(Task requirements): The full set of records must be set down verbatim.

Collected data
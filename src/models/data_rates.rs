use log::debug;

use super::{positive, ConfigError, InstrumentConfig};
use crate::dispersion::{band_delay_s, MWA_BANDWIDTH_MHZ};

const BITS_PER_GIB: f64 = 8.0 * 1024.0 * 1024.0 * 1024.0;

pub fn bits_to_gib(bits: f64) -> f64 {
    bits / BITS_PER_GIB
}

/// The correlator's output: complex float32 visibilities for every baseline
/// and polarisation product.
#[derive(Debug, Clone, Copy, PartialEq)]
pub struct Correlator {
    pub n_channels: f64,

    /// Includes autocorrelations.
    pub n_baselines: f64,

    /// Integrations per second.
    pub n_intervals: f64,

    pub n_pols: u32,
}

impl Correlator {
    const BITS_PER_VISIBILITY: f64 = 2.0 * 32.0;

    pub fn new(
        config: &InstrumentConfig,
        int_time_s: f64,
        channels_to_avg: u32,
    ) -> Result<Correlator, ConfigError> {
        let int_time_s = positive("integration time", int_time_s)?;
        let channels_to_avg = positive("channel averaging factor", f64::from(channels_to_avg))?;
        let n = f64::from(config.n_antennas);
        Ok(Correlator {
            n_channels: f64::from(config.n_channels) / channels_to_avg,
            n_baselines: (n / 2.0) * (n + 1.0),
            n_intervals: 1.0 / int_time_s,
            n_pols: config.n_pols,
        })
    }

    pub fn data_rate_bits(&self) -> f64 {
        self.n_intervals
            * self.n_channels
            * self.n_baselines
            * f64::from(self.n_pols).powi(2)
            * Self::BITS_PER_VISIBILITY
    }
}

/// One image per fine channel per integration.
#[derive(Debug, Clone, Copy, PartialEq)]
pub struct Imager {
    pub image_side: u32,
    pub bits_per_pixel: u32,
    pub correlator: Correlator,
}

impl Imager {
    pub const DEFAULT_IMAGE_SIDE: u32 = 1024;
    pub const DEFAULT_BITS_PER_PIXEL: u32 = 32;

    pub fn new(correlator: Correlator, image_side: u32, bits_per_pixel: u32) -> Imager {
        Imager {
            image_side,
            bits_per_pixel,
            correlator,
        }
    }

    fn bits_per_image(&self) -> f64 {
        f64::from(self.image_side).powi(2) * f64::from(self.bits_per_pixel)
    }

    pub fn data_rate_bits(&self) -> f64 {
        self.bits_per_image() * self.correlator.n_channels * self.correlator.n_intervals
    }
}

/// Dedispersion collapses the channels of every pixel into one time series per
/// DM trial.
#[derive(Debug, Clone, Copy, PartialEq)]
pub struct DedispersionStage {
    pub n_dm_trials: u32,
    pub imager: Imager,
}

impl DedispersionStage {
    pub fn new(imager: Imager, n_dm_trials: u32) -> DedispersionStage {
        DedispersionStage {
            n_dm_trials,
            imager,
        }
    }

    pub fn data_rate_bits(&self) -> f64 {
        self.imager.bits_per_image()
            * f64::from(self.n_dm_trials)
            * self.imager.correlator.n_intervals
    }
}

/// The inputs of a data-rate study.
#[derive(Debug, Clone, Copy, PartialEq)]
pub struct DataRateParams {
    pub int_time_s: f64,
    pub channel_avg_factor: u32,
    pub image_side: u32,
    pub bits_per_pixel: u32,
    pub n_dm_trials: u32,

    /// The DM used to size the dedispersion buffers \[pc cm^-3\].
    pub representative_dm: f64,

    /// The centre of the observing band \[MHz\].
    pub band_centre_mhz: f64,
}

impl Default for DataRateParams {
    fn default() -> Self {
        DataRateParams {
            int_time_s: 0.02,
            channel_avg_factor: 4,
            image_side: Imager::DEFAULT_IMAGE_SIDE,
            bits_per_pixel: Imager::DEFAULT_BITS_PER_PIXEL,
            n_dm_trials: 1000,
            representative_dm: 600.0,
            band_centre_mhz: 150.0,
        }
    }
}

/// The data produced by each stage of the pipeline \[GiB per second of
/// observation\], and the volumes needed to buffer one dispersive sweep.
#[derive(Debug, Clone, Copy, PartialEq)]
pub struct DataRequirements {
    pub voltages_gibps: f64,
    pub visibilities_gibps: f64,
    pub images_gibps: f64,
    pub dedispersed_gibps: f64,

    /// The dispersive delay across the band at the representative DM \[s\].
    pub sweep_s: f64,

    /// \[GiB\]
    pub images_volume_gib: f64,

    /// \[GiB\]
    pub dedispersed_volume_gib: f64,

    pub n_fine_channels: f64,

    /// \[kHz\]
    pub fine_channel_width_khz: f64,
}

impl DataRequirements {
    pub fn compute(
        config: &InstrumentConfig,
        params: &DataRateParams,
    ) -> Result<DataRequirements, ConfigError> {
        let correlator = Correlator::new(config, params.int_time_s, params.channel_avg_factor)?;
        let imager = Imager::new(correlator, params.image_side, params.bits_per_pixel);
        let dedisp = DedispersionStage::new(imager, params.n_dm_trials);
        let sweep_s = band_delay_s(
            params.representative_dm,
            params.band_centre_mhz,
            MWA_BANDWIDTH_MHZ,
        )?;
        debug!("Dispersive sweep at DM {}: {sweep_s} s", params.representative_dm);

        let images_gibps = bits_to_gib(imager.data_rate_bits());
        let dedispersed_gibps = bits_to_gib(dedisp.data_rate_bits());
        Ok(DataRequirements {
            voltages_gibps: bits_to_gib(config.voltage_data_rate_bits()),
            visibilities_gibps: bits_to_gib(correlator.data_rate_bits()),
            images_gibps,
            dedispersed_gibps,
            sweep_s,
            images_volume_gib: images_gibps * sweep_s,
            dedispersed_volume_gib: dedispersed_gibps * sweep_s,
            n_fine_channels: correlator.n_channels,
            fine_channel_width_khz: MWA_BANDWIDTH_MHZ * 1000.0 / correlator.n_channels,
        })
    }
}
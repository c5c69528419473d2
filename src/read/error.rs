//! Errors associated with reading and writing FITS files.

use std::path::Path;

use thiserror::Error;

#[derive(Error, Debug)]
pub enum FitsError {
    /// Error when opening a fits file.
    #[error("{source_file}:{source_line}: Couldn't open {fits_filename}: {fits_error}")]
    Open {
        fits_error: Box<fitsio::errors::Error>,
        fits_filename: Box<Path>,
        source_file: &'static str,
        source_line: u32,
    },

    /// A HDU that couldn't be used as an image.
    #[error("{fits_filename} HDU {hdu_num}: Tried to use as an image, but not an image")]
    NotImage {
        fits_filename: Box<Path>,
        hdu_num: usize,
    },

    #[error("{fits_filename} HDU {hdu_num}: Expected a 2D image, but the image has shape {shape:?}")]
    Not2D {
        fits_filename: Box<Path>,
        hdu_num: usize,
        shape: Vec<usize>,
    },

    #[error("{fits_filename}: No image HDUs were found")]
    NoImages { fits_filename: Box<Path> },

    /// A generic error associated with the fitsio crate.
    #[error("{source_file}:{source_line}: {fits_filename} HDU '{hdu_description}': {fits_error}")]
    Fitsio {
        fits_error: Box<fitsio::errors::Error>,
        fits_filename: Box<Path>,
        hdu_description: Box<str>,
        source_file: &'static str,
        source_line: u32,
    },

    /// An error associated with parsing a string into another type.
    #[error("Couldn't parse {key} in {fits_filename} HDU {hdu_num}")]
    Parse {
        key: Box<str>,
        fits_filename: Box<Path>,
        hdu_num: usize,
    },

    #[error("Couldn't remove existing file {file}: {err}")]
    Remove { file: Box<Path>, err: std::io::Error },
}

(Reply):
filename src/models/data_rates.rs
use log::debug;

use super::{positive, ConfigError, InstrumentConfig};
use crate::dispersion::{band_delay_s, MWA_BANDWIDTH_MHZ};

const BITS_PER_GIB: f64 = 8.0 * 1024.0 * 1024.0 * 1024.0;

pub fn bits_to_gib(bits: f64) -> f64 {
    bits / BITS_PER_GIB
}

/// The correlator's output: complex float32 visibilities for every baseline
/// and polarisation product.
#[derive(Debug, Clone, Copy, PartialEq)]
pub struct Correlator {
    pub n_channels: f64,

    /// Includes autocorrelations.
    pub n_baselines: f64,

    /// Integrations per second.
    pub n_intervals: f64,

    pub n_pols: u32,
}

impl Correlator {
    const BITS_PER_VISIBILITY: f64 = 2.0 * 32.0;

    pub fn new(
        config: &InstrumentConfig,
        int_time_s: f64,
        channels_to_avg: u32,
    ) -> Result<Correlator, ConfigError> {
        let int_time_s = positive("integration time", int_time_s)?;
        let channels_to_avg = positive("channel averaging factor", f64::from(channels_to_avg))?;
        let n = f64::from(config.n_antennas);
        Ok(Correlator {
            n_channels: f64::from(config.n_channels) / channels_to_avg,
            n_baselines: (n / 2.0) * (n + 1.0),
            n_intervals: 1.0 / int_time_s,
            n_pols: config.n_pols,
        })
    }

    pub fn data_rate_bits(&self) -> f64 {
        self.n_intervals
            * self.n_channels
            * self.n_baselines
            * f64::from(self.n_pols).powi(2)
            * Self::BITS_PER_VISIBILITY
    }
}

/// One image per fine channel per integration.
#[derive(Debug, Clone, Copy, PartialEq)]
pub struct Imager {
    pub image_side: u32,
    pub bits_per_pixel: u32,
    pub correlator: Correlator,
}

impl Imager {
    pub const DEFAULT_IMAGE_SIDE: u32 = 1024;
    pub const DEFAULT_BITS_PER_PIXEL: u32 = 32;

    pub fn new(correlator: Correlator, image_side: u32, bits_per_pixel: u32) -> Imager {
        Imager {
            image_side,
            bits_per_pixel,
            correlator,
        }
    }

    fn bits_per_image(&self) -> f64 {
        f64::from(self.image_side).powi(2) * f64::from(self.bits_per_pixel)
    }

    pub fn data_rate_bits(&self) -> f64 {
        self.bits_per_image() * self.correlator.n_channels * self.correlator.n_intervals
    }
}

/// Dedispersion collapses the channels of every pixel into one time series per
/// DM trial.
#[derive(Debug, Clone, Copy, PartialEq)]
pub struct DedispersionStage {
    pub n_dm_trials: u32,
    pub imager: Imager,
}

impl DedispersionStage {
    pub fn new(imager: Imager, n_dm_trials: u32) -> DedispersionStage {
        DedispersionStage {
            n_dm_trials,
            imager,
        }
    }

    pub fn data_rate_bits(&self) -> f64 {
        self.imager.bits_per_image()
            * f64::from(self.n_dm_trials)
            * self.imager.correlator.n_intervals
    }
}

/// The inputs of a data-rate study.
#[derive(Debug, Clone, Copy, PartialEq)]
pub struct DataRateParams {
    pub int_time_s: f64,
    pub channel_avg_factor: u32,
    pub image_side: u32,
    pub bits_per_pixel: u32,
    pub n_dm_trials: u32,

    /// The DM used to size the dedispersion buffers \[pc cm^-3\].
    pub representative_dm: f64,

    /// The centre of the observing band \[MHz\].
    pub band_centre_mhz: f64,
}

impl Default for DataRateParams {
    fn default() -> Self {
        DataRateParams {
            int_time_s: 0.02,
            channel_avg_factor: 4,
            image_side: Imager::DEFAULT_IMAGE_SIDE,
            bits_per_pixel: Imager::DEFAULT_BITS_PER_PIXEL,
            n_dm_trials: 1000,
            representative_dm: 600.0,
            band_centre_mhz: 150.0,
        }
    }
}

/// The data produced by each stage of the pipeline \[GiB per second of
/// observation\], and the volumes needed to buffer one dispersive sweep.
#[derive(Debug, Clone, Copy, PartialEq)]
pub struct DataRequirements {
    pub voltages_gibps: f64,
    pub visibilities_gibps: f64,
    pub images_gibps: f64,
    pub dedispersed_gibps: f64,

    /// The dispersive delay across the band at the representative DM \[s\].
    pub sweep_s: f64,

    /// \[GiB\]
    pub images_volume_gib: f64,

    /// \[GiB\]
    pub dedispersed_volume_gib: f64,

    pub n_fine_channels: f64,

    /// \[kHz\]
    pub fine_channel_width_khz: f64,
}

impl DataRequirements {
    pub fn compute(
        config: &InstrumentConfig,
        params: &DataRateParams,
    ) -> Result<DataRequirements, ConfigError> {
        let correlator = Correlator::new(config, params.int_time_s, params.channel_avg_factor)?;
        let imager = Imager::new(correlator, params.image_side, params.bits_per_pixel);
        let dedisp = DedispersionStage::new(imager, params.n_dm_trials);
        let sweep_s = band_delay_s(
            params.representative_dm,
            params.band_centre_mhz,
            MWA_BANDWIDTH_MHZ,
        )?;
        debug!("Dispersive sweep at DM {}: {sweep_s} s", params.representative_dm);

        let images_gibps = bits_to_gib(imager.data_rate_bits());
        let dedispersed_gibps = bits_to_gib(dedisp.data_rate_bits());
        Ok(DataRequirements {
            voltages_gibps: bits_to_gib(config.voltage_data_rate_bits()),
            visibilities_gibps: bits_to_gib(correlator.data_rate_bits()),
            images_gibps,
            dedispersed_gibps,
            sweep_s,
            images_volume_gib: images_gibps * sweep_s,
            dedispersed_volume_gib: dedispersed_gibps * sweep_s,
            n_fine_channels: correlator.n_channels,
            fine_channel_width_khz: MWA_BANDWIDTH_MHZ * 1000.0 / correlator.n_channels,
        })
    }
}
repository c5c69528419473d2
filename src/read/error.rs
//! Errors associated with reading and writing FITS files.

use std::path::Path;

use thiserror::Error;

#[derive(Error, Debug)]
pub enum FitsError {
    /// Error when opening a fits file.
    #[error("{source_file}:{source_line}: Couldn't open {fits_filename}: {fits_error}")]
    Open {
        fits_error: Box<fitsio::errors::Error>,
        fits_filename: Box<Path>,
        source_file: &'static str,
        source_line: u32,
    },

    /// A HDU that couldn't be used as an image.
    #[error("{fits_filename} HDU {hdu_num}: Tried to use as an image, but not an image")]
    NotImage {
        fits_filename: Box<Path>,
        hdu_num: usize,
    },

    #[error("{fits_filename} HDU {hdu_num}: Expected a 2D image, but the image has shape {shape:?}")]
    Not2D {
        fits_filename: Box<Path>,
        hdu_num: usize,
        shape: Vec<usize>,
    },

    #[error("{fits_filename}: No image HDUs were found")]
    NoImages { fits_filename: Box<Path> },

    /// A generic error associated with the fitsio crate.
    #[error("{source_file}:{source_line}: {fits_filename} HDU '{hdu_description}': {fits_error}")]
    Fitsio {
        fits_error: Box<fitsio::errors::Error>,
        fits_filename: Box<Path>,
        hdu_description: Box<str>,
        source_file: &'static str,
        source_line: u32,
    },

    /// An error associated with parsing a string into another type.
    #[error("Couldn't parse {key} in {fits_filename} HDU {hdu_num}")]
    Parse {
        key: Box<str>,
        fits_filename: Box<Path>,
        hdu_num: usize,
    },

    #[error("Couldn't remove existing file {file}: {err}")]
    Remove { file: Box<Path>, err: std::io::Error },
}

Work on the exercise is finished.